◆ **Exercise**
Set down, please, without alteration, the lines of the entries below from the first through the one containing "async fn write(&mut self, buf: &[u8]) -> Result<u64>;".

◆ **Excerpts from a dataset**
──────
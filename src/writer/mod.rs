//! Unified object writer / 统一写入器
//!
//! Picks the upload protocol once from the driver's capabilities and forwards every
//! call to it. No buffering happens here: one write is one remote call.
//!
//! Writers are not safe for concurrent use; all methods take `&mut self` and
//! `finalize` consumes the writer.

use async_trait::async_trait;
use tokio::io::AsyncRead;

use crate::storage::{DriverBox, Protocol, ProtocolPreference, WriteOptions};

pub mod append;
pub mod error;
pub mod multipart;

#[cfg(test)]
pub(crate) mod mock;

pub use append::AppendWriter;
pub use error::{Result, WriterError};
pub use multipart::MultipartWriter;

/// Write contract shared by all writers / 写入器通用接口
#[async_trait]
pub trait ObjectWriter: Send + Sized {
    /// Write the whole buffer with one remote call / 写入整个缓冲区
    async fn write(&mut self, buf: &[u8]) -> Result<u64>;

    /// Write `size` bytes read from `reader` with one remote call / 从读取器写入指定长度
    async fn write_from<R>(&mut self, reader: &mut R, size: u64) -> Result<u64>
    where
        R: AsyncRead + Unpin + Send;

    /// Complete the object. Terminal / 完成写入（终态）
    async fn finalize(self) -> Result<()>;
}

/// Writer bound to one protocol for its whole lifetime / 绑定单一协议的写入器
pub enum Writer {
    Append(AppendWriter),
    Multipart(MultipartWriter),
}

impl Writer {
    /// Open a writer for `path` on `driver`.
    ///
    /// With [`ProtocolPreference::Auto`] append is preferred over multipart; a driver
    /// declaring neither yields [`WriterError::UnsupportedProtocol`] and no remote call
    /// is made. Exactly one begin call is issued otherwise.
    pub async fn new(driver: &DriverBox, path: &str, options: &WriteOptions) -> Result<Self> {
        let capability = driver.capabilities();

        let protocol = match options.protocol {
            ProtocolPreference::Append => Protocol::Append,
            ProtocolPreference::Multipart => Protocol::Multipart,
            ProtocolPreference::Auto if capability.can_append => Protocol::Append,
            ProtocolPreference::Auto if capability.can_multipart_upload => Protocol::Multipart,
            ProtocolPreference::Auto => {
                tracing::warn!("No supported write protocol: driver={}, path={}", driver.name(), path);
                return Err(WriterError::UnsupportedProtocol {
                    driver: driver.name().to_string(),
                });
            }
        };

        let writer = match protocol {
            Protocol::Append => Writer::Append(AppendWriter::new(driver.as_ref(), path, options).await?),
            Protocol::Multipart => {
                Writer::Multipart(MultipartWriter::new(driver.as_ref(), path, options).await?)
            }
        };

        tracing::info!("Writer opened: driver={}, path={}, protocol={}", driver.name(), path, protocol);
        Ok(writer)
    }

    /// Protocol this writer is bound to / 当前使用的协议
    pub fn protocol(&self) -> Protocol {
        match self {
            Writer::Append(_) => Protocol::Append,
            Writer::Multipart(_) => Protocol::Multipart,
        }
    }
}

#[async_trait]
impl ObjectWriter for Writer {
    async fn write(&mut self, buf: &[u8]) -> Result<u64> {
        match self {
            Writer::Append(w) => w.write(buf).await,
            Writer::Multipart(w) => w.write(buf).await,
        }
    }

    async fn write_from<R>(&mut self, reader: &mut R, size: u64) -> Result<u64>
    where
        R: AsyncRead + Unpin + Send,
    {
        match self {
            Writer::Append(w) => w.write_from(reader, size).await,
            Writer::Multipart(w) => w.write_from(reader, size).await,
        }
    }

    async fn finalize(self) -> Result<()> {
        let protocol = self.protocol();
        let result = match self {
            Writer::Append(w) => w.finalize().await,
            Writer::Multipart(w) => w.finalize().await,
        };
        match &result {
            Ok(()) => tracing::info!("Writer finalized: protocol={}", protocol),
            Err(e) => tracing::warn!("Writer finalize failed: {}", e),
        }
        result
    }
}
use anyhow::{anyhow, Result};
use async_trait::async_trait;
use std::path::PathBuf;
use std::sync::Arc;
use tokio::fs::OpenOptions;
use tokio::io::{AsyncRead, AsyncReadExt, AsyncWriteExt};

use crate::storage::{
    Appender, Capability, Multiparter, Object, Part, PartReceipt, StorageDriver, WriteOptions,
};

/// Staging directory for multipart uploads, relative to root / 分片暂存目录
const MULTIPART_DIR: &str = ".multipart";

#[derive(Clone)]
pub struct LocalDriver {
    root: PathBuf,
    capability: Capability,
}

impl LocalDriver {
    /// Create root if missing and canonicalize it / 初始化根目录
    pub fn open(root: &str, capability: Capability) -> Result<Self> {
        let root = PathBuf::from(root);
        if !root.exists() {
            std::fs::create_dir_all(&root)?;
        }
        let canonical_root = root.canonicalize()?;

        tracing::info!("Local driver initialized, root: {:?}, capability: {:?}", canonical_root, capability);
        Ok(Self { root: canonical_root, capability })
    }

    /// Get root directory / 获取根目录
    pub fn root(&self) -> &PathBuf {
        &self.root
    }

    /// Normalize path to prevent directory traversal attacks / 规范化路径
    fn normalize_path(&self, path: &str) -> Result<PathBuf> {
        let path = path.trim_start_matches('/').replace('\\', "/");

        let normalized: Vec<&str> = path.split('/').filter(|s| !s.is_empty() && *s != ".").collect();
        for component in &normalized {
            if *component == ".." {
                return Err(anyhow!("Access path exceeds root directory scope"));
            }
        }
        if normalized.first() == Some(&MULTIPART_DIR) {
            return Err(anyhow!("Path is reserved for multipart staging: {}", path));
        }
        if normalized.is_empty() {
            return Err(anyhow!("Path does not name a file"));
        }

        Ok(self.root.join(normalized.join("/")))
    }

    fn staging_dir(&self, upload_id: &str) -> PathBuf {
        self.root.join(MULTIPART_DIR).join(upload_id)
    }

    fn part_path(&self, upload_id: &str, index: u32) -> PathBuf {
        self.staging_dir(upload_id).join(format!("{:08}", index))
    }

    async fn ensure_parent(path: &std::path::Path) -> Result<()> {
        if let Some(parent) = path.parent() {
            tokio::fs::create_dir_all(parent).await?;
        }
        Ok(())
    }
}

#[async_trait]
impl Appender for LocalDriver {
    async fn create_append(&self, path: &str, _options: &WriteOptions) -> Result<Object> {
        let full_path = self.normalize_path(path)?;
        Self::ensure_parent(&full_path).await?;
        tokio::fs::File::create(&full_path).await?;
        Ok(Object::new(path))
    }

    async fn write_append(
        &self,
        object: &mut Object,
        reader: &mut (dyn AsyncRead + Unpin + Send),
        size: u64,
    ) -> Result<u64> {
        let full_path = self.normalize_path(&object.path)?;
        let mut file = OpenOptions::new().append(true).open(&full_path).await?;

        let current = file.metadata().await?.len();
        if current != object.append_offset {
            return Err(anyhow!(
                "append position mismatch: file has {} bytes, writer is at {}",
                current,
                object.append_offset
            ));
        }

        let copied = tokio::io::copy(&mut reader.take(size), &mut file).await;
        let result: Result<u64> = match copied {
            Ok(written) if written == size => file.flush().await.map(|_| written).map_err(Into::into),
            Ok(written) => Err(anyhow!("short read: expected {} bytes, got {}", size, written)),
            Err(e) => Err(anyhow!("append copy failed: {}", e)),
        };

        let written = match result {
            Ok(written) => written,
            Err(e) => {
                // 失败时回滚到追加前的长度
                file.set_len(object.append_offset).await?;
                return Err(e);
            }
        };

        object.append_offset += written;
        Ok(written)
    }
}

#[async_trait]
impl Multiparter for LocalDriver {
    async fn create_multipart(&self, path: &str, _options: &WriteOptions) -> Result<Object> {
        self.normalize_path(path)?;
        let upload_id = uuid::Uuid::new_v4().to_string();
        tokio::fs::create_dir_all(self.staging_dir(&upload_id)).await?;
        Ok(Object::new(path).with_upload_id(upload_id))
    }

    async fn write_multipart(
        &self,
        object: &Object,
        reader: &mut (dyn AsyncRead + Unpin + Send),
        size: u64,
        index: u32,
    ) -> Result<PartReceipt> {
        let upload_id = object.multipart_id()?;
        let staging = self.staging_dir(upload_id);
        if !staging.exists() {
            return Err(anyhow!("multipart upload not found: {}", upload_id));
        }

        let part_path = self.part_path(upload_id, index);
        let mut file = tokio::fs::File::create(&part_path).await?;
        let copied = tokio::io::copy(&mut reader.take(size), &mut file).await;
        let result: Result<u64> = match copied {
            Ok(written) if written == size => file.flush().await.map(|_| written).map_err(Into::into),
            Ok(written) => Err(anyhow!("short read: expected {} bytes, got {}", size, written)),
            Err(e) => Err(anyhow!("part copy failed: {}", e)),
        };
        drop(file);

        match result {
            Ok(written) => Ok(PartReceipt::new(written)),
            Err(e) => {
                let _ = tokio::fs::remove_file(&part_path).await;
                Err(e)
            }
        }
    }

    async fn complete_multipart(&self, object: &Object, parts: &[Part]) -> Result<()> {
        let upload_id = object.multipart_id()?;
        let full_path = self.normalize_path(&object.path)?;
        let staging = self.staging_dir(upload_id);

        // 先在暂存目录中拼接，完成后再移动到目标位置
        let assembled_path = staging.join("assembled");
        let mut assembled = tokio::fs::File::create(&assembled_path).await?;
        for part in parts {
            let part_path = self.part_path(upload_id, part.index);
            let mut part_file = tokio::fs::File::open(&part_path)
                .await
                .map_err(|e| anyhow!("part {} unavailable: {}", part.index, e))?;
            let len = part_file.metadata().await?.len();
            if len != part.size {
                return Err(anyhow!(
                    "part {} size mismatch: stored {}, listed {}",
                    part.index,
                    len,
                    part.size
                ));
            }
            tokio::io::copy(&mut part_file, &mut assembled).await?;
        }
        assembled.flush().await?;
        drop(assembled);

        Self::ensure_parent(&full_path).await?;
        tokio::fs::rename(&assembled_path, &full_path).await?;
        tokio::fs::remove_dir_all(&staging).await?;

        tracing::debug!("Local multipart completed: {:?}, parts={}", full_path, parts.len());
        Ok(())
    }
}

impl StorageDriver for LocalDriver {
    fn name(&self) -> &str {
        "local"
    }

    fn capabilities(&self) -> Capability {
        self.capability
    }

    fn appender(&self) -> Option<Arc<dyn Appender>> {
        if !self.capability.can_append {
            return None;
        }
        Some(Arc::new(self.clone()))
    }

    fn multiparter(&self) -> Option<Arc<dyn Multiparter>> {
        if !self.capability.can_multipart_upload {
            return None;
        }
        Some(Arc::new(self.clone()))
    }
}

#[cfg(test)]
mod tests {
    use super::*;
    use crate::storage::{DriverBox, Protocol, ProtocolPreference};
    use crate::writer::{ObjectWriter, Writer};

    fn driver(dir: &tempfile::TempDir) -> LocalDriver {
        LocalDriver::open(dir.path().to_str().unwrap(), Capability::both()).unwrap()
    }

    #[test]
    fn test_normalize_path() {
        let dir = tempfile::tempdir().unwrap();
        let driver = driver(&dir);

        assert_eq!(driver.normalize_path("/a/./b").unwrap(), driver.root().join("a/b"));
        assert!(driver.normalize_path("/a/../../etc/passwd").is_err());
        assert!(driver.normalize_path("/.multipart/x").is_err());
        assert!(driver.normalize_path("/").is_err());
    }

    #[tokio::test]
    async fn test_append_to_file() {
        let dir = tempfile::tempdir().unwrap();
        let handle: DriverBox = Arc::new(driver(&dir));

        let mut writer = Writer::new(&handle, "/log/a.txt", &WriteOptions::default()).await.unwrap();
        assert_eq!(writer.protocol(), Protocol::Append);
        writer.write(b"ab").await.unwrap();
        writer.write(b"cd").await.unwrap();
        writer.finalize().await.unwrap();

        let content = std::fs::read(dir.path().join("log/a.txt")).unwrap();
        assert_eq!(content, b"abcd");
    }

    #[tokio::test]
    async fn test_append_short_read_rolls_back() {
        let dir = tempfile::tempdir().unwrap();
        let driver = driver(&dir);

        let mut object = driver.create_append("/a.txt", &WriteOptions::default()).await.unwrap();
        let mut ok: &[u8] = b"xy";
        driver.write_append(&mut object, &mut ok, 2).await.unwrap();

        let mut short: &[u8] = b"z";
        assert!(driver.write_append(&mut object, &mut short, 4).await.is_err());
        assert_eq!(object.append_offset, 2);
        assert_eq!(std::fs::read(dir.path().join("a.txt")).unwrap(), b"xy");
    }

    /// Yields `data` once, then fails every read
    struct FailingReader {
        data: Option<Vec<u8>>,
    }

    impl AsyncRead for FailingReader {
        fn poll_read(
            mut self: std::pin::Pin<&mut Self>,
            _cx: &mut std::task::Context<'_>,
            buf: &mut tokio::io::ReadBuf<'_>,
        ) -> std::task::Poll<std::io::Result<()>> {
            match self.data.take() {
                Some(data) => {
                    buf.put_slice(&data);
                    std::task::Poll::Ready(Ok(()))
                }
                None => std::task::Poll::Ready(Err(std::io::Error::new(
                    std::io::ErrorKind::ConnectionReset,
                    "source went away",
                ))),
            }
        }
    }

    #[tokio::test]
    async fn test_append_reader_error_rolls_back() {
        let dir = tempfile::tempdir().unwrap();
        let driver = driver(&dir);

        let mut object = driver.create_append("/a.txt", &WriteOptions::default()).await.unwrap();
        let mut ok: &[u8] = b"xy";
        driver.write_append(&mut object, &mut ok, 2).await.unwrap();

        let mut failing = FailingReader { data: Some(b"zz".to_vec()) };
        assert!(driver.write_append(&mut object, &mut failing, 4).await.is_err());
        assert_eq!(object.append_offset, 2);
        assert_eq!(std::fs::read(dir.path().join("a.txt")).unwrap(), b"xy");

        let mut retry: &[u8] = b"cd";
        assert_eq!(driver.write_append(&mut object, &mut retry, 2).await.unwrap(), 2);
        assert_eq!(std::fs::read(dir.path().join("a.txt")).unwrap(), b"xycd");
    }

    #[tokio::test]
    async fn test_multipart_reader_error_discards_part() {
        let dir = tempfile::tempdir().unwrap();
        let driver = driver(&dir);

        let object = driver.create_multipart("/x.bin", &WriteOptions::default()).await.unwrap();
        let mut failing = FailingReader { data: Some(b"zz".to_vec()) };
        assert!(driver.write_multipart(&object, &mut failing, 4, 0).await.is_err());

        let upload_id = object.multipart_id().unwrap();
        assert!(!driver.part_path(upload_id, 0).exists());
    }

    #[tokio::test]
    async fn test_multipart_assembles_in_order() {
        let dir = tempfile::tempdir().unwrap();
        let handle: DriverBox = Arc::new(driver(&dir));
        let options = WriteOptions::default().with_protocol(ProtocolPreference::Multipart);

        let mut writer = Writer::new(&handle, "/big/file.bin", &options).await.unwrap();
        writer.write(&[1u8; 1024]).await.unwrap();
        writer.write(&[2u8; 2048]).await.unwrap();
        assert!(!dir.path().join("big/file.bin").exists());
        writer.finalize().await.unwrap();

        let content = std::fs::read(dir.path().join("big/file.bin")).unwrap();
        assert_eq!(content.len(), 3072);
        assert!(content[..1024].iter().all(|b| *b == 1));
        assert!(content[1024..].iter().all(|b| *b == 2));

        let staging: Vec<_> = std::fs::read_dir(dir.path().join(MULTIPART_DIR)).unwrap().collect();
        assert!(staging.is_empty());
    }

    #[tokio::test]
    async fn test_multipart_complete_rejects_size_mismatch() {
        let dir = tempfile::tempdir().unwrap();
        let driver = driver(&dir);

        let object = driver.create_multipart("/x.bin", &WriteOptions::default()).await.unwrap();
        let mut data: &[u8] = b"12345";
        driver.write_multipart(&object, &mut data, 5, 0).await.unwrap();

        let parts = vec![Part { index: 0, size: 4, etag: None }];
        assert!(driver.complete_multipart(&object, &parts).await.is_err());
        assert!(!dir.path().join("x.bin").exists());
    }

    #[tokio::test]
    async fn test_append_disabled_by_capability() {
        let dir = tempfile::tempdir().unwrap();
        let driver = LocalDriver::open(dir.path().to_str().unwrap(), Capability::multipart_only()).unwrap();
        assert!(driver.appender().is_none());
        assert!(driver.multiparter().is_some());
    }
}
──────
◆ **Solution**
filename src/writer/mod.rs
//! Unified object writer / 统一写入器
//!
//! Picks the upload protocol once from the driver's capabilities and forwards every
//! call to it. No buffering happens here: one write is one remote call.
//!
//! Writers are not safe for concurrent use; all methods take `&mut self` and
//! `finalize` consumes the writer.

use async_trait::async_trait;
use tokio::io::AsyncRead;

use crate::storage::{DriverBox, Protocol, ProtocolPreference, WriteOptions};

pub mod append;
pub mod error;
pub mod multipart;

#[cfg(test)]
pub(crate) mod mock;

pub use append::AppendWriter;
pub use error::{Result, WriterError};
pub use multipart::MultipartWriter;

/// Write contract shared by all writers / 写入器通用接口
#[async_trait]
pub trait ObjectWriter: Send + Sized {
    /// Write the whole buffer with one remote call / 写入整个缓冲区
    async fn write(&mut self, buf: &[u8]) -> Result<u64>;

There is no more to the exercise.